BACKGROUND: To enable adequate interpretation of growth measurements in the management of children with pulmonary arterial hypertension (PAH), we assessed growth and its associated determinants in children with PAH. METHODS: We did a retrospective longitudinal study of height and body-mass index in reference to WHO growth standards by pooling data from four contemporary prospective registries of paediatric PAH representing 53 centres in 19 countries. The main outcome measures were median height for age and body-mass index for age percentiles and longitudinal deviation of height for age and body-mass index for age Z scores from WHO standards. FINDINGS: 601 children were followed up for a median of 2·9 years (IQR 1·5-4·4). Baseline median height for age percentile was 26 (IQR 4-54) and baseline median body-mass index for age percentile was 41 (IQR 12-79). Mean height for age Z score was significantly lower than the reference (-0·81, 95% CI -0·93 to -0·69; p<0·0001), as was body-mass index for age Z score (-0·12, -0·25 to -0·01; p=0·047). Height for age Z score was particularly decreased in young patients (aged ≤5 years) with idiopathic or hereditary PAH and in all patients with PAH associated with congenital heart disease.
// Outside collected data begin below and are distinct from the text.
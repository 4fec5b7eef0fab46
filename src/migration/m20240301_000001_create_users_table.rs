use sea_orm_migration::prelude::*;

#[derive(DeriveMigrationName)]
pub struct Migration;

#[derive(DeriveIden)]
enum Users {
    Table,
    Id,
    Username,
    Email,
    Phone,
    PasswordHash,
    Role,
    FullName,
    AvatarUrl,
    ZaloContact,
    IsActive,
    IsVerified,
    CreatedAt,
    UpdatedAt,
    LastLogin,
}

#[async_trait::async_trait]
impl MigrationTrait for Migration {
    async fn up(&self, manager: &SchemaManager) -> Result<(), DbErr> {
        manager
            .create_table(
                Table::create()
                    .table(Users::Table)
                    .if_not_exists()
                    .col(
                        ColumnDef::new(Users::Id)
                            .integer()
                            .not_null()
                            .auto_increment()
                            .primary_key(),
                    )
                    .col(
                        ColumnDef::new(Users::Username)
                            .string_len(100)
                            .not_null()
                            .unique_key(),
                    )
                    .col(ColumnDef::new(Users::Email).string_len(255).null())
                    .col(ColumnDef::new(Users::Phone).string_len(20).null())
                    .col(ColumnDef::new(Users::PasswordHash).string_len(255).not_null())
                    .col(
                        ColumnDef::new(Users::Role)
                            .string_len(20)
                            .not_null()
                            .default("user"),
                    )
                    .col(ColumnDef::new(Users::FullName).string_len(255).null())
                    .col(ColumnDef::new(Users::AvatarUrl).string_len(500).null())
                    .col(ColumnDef::new(Users::ZaloContact).string_len(50).null())
                    .col(
                        ColumnDef::new(Users::IsActive)
                            .boolean()
                            .not_null()
                            .default(true),
                    )
                    .col(
                        ColumnDef::new(Users::IsVerified)
                            .boolean()
                            .not_null()
                            .default(false),
                    )
                    .col(
                        ColumnDef::new(Users::CreatedAt)
                            .timestamp()
                            .not_null()
                            .default(Expr::current_timestamp()),
                    )
                    .col(ColumnDef::new(Users::UpdatedAt).timestamp().null())
                    .col(ColumnDef::new(Users::LastLogin).timestamp().null())
                    .to_owned(),
            )
            .await?;

        manager
            .create_index(
                Index::create()
                    .name("idx_users_email")
                    .table(Users::Table)
                    .col(Users::Email)
                    .unique()
                    .if_not_exists()
                    .to_owned(),
            )
            .await?;

        manager
            .create_index(
                Index::create()
                    .name("idx_users_phone")
                    .table(Users::Table)
                    .col(Users::Phone)
                    .unique()
                    .if_not_exists()
                    .to_owned(),
            )
            .await
    }

    async fn down(&self, manager: &SchemaManager) -> Result<(), DbErr> {
        manager
            .drop_table(Table::drop().table(Users::Table).to_owned())
            .await
    }
}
Although Z scores increased in some patients and decreased in others, we detected no significant trend in height for age Z score (p=0·57) or body-mass index for age Z score (p=0·48) before taking account of covariates. Multivariable linear mixed effects modelling showed that age, cause of PAH, ex-prematurity, WHO functional class, trisomy 21, and time since diagnosis were associated with height for age Z score, whereas age, ethnicity, and trisomy 21 were associated with body-mass index for age Z score. A favourable WHO functional class course was independently associated with increases in height for age Z score. INTERPRETATION: PAH is associated with impaired growth, especially in younger children and those with pulmonary arterial hypertension associated with congenital heart disease. The degree of impairment is independently associated with cause of PAH and comorbidities, but also with disease severity and duration. Because a favourable clinical course was associated with catch-up growth, height for age could serve as an additional and globally available clinical parameter to monitor patients' clinical condition. FUNDING: Actelion Pharmaceuticals.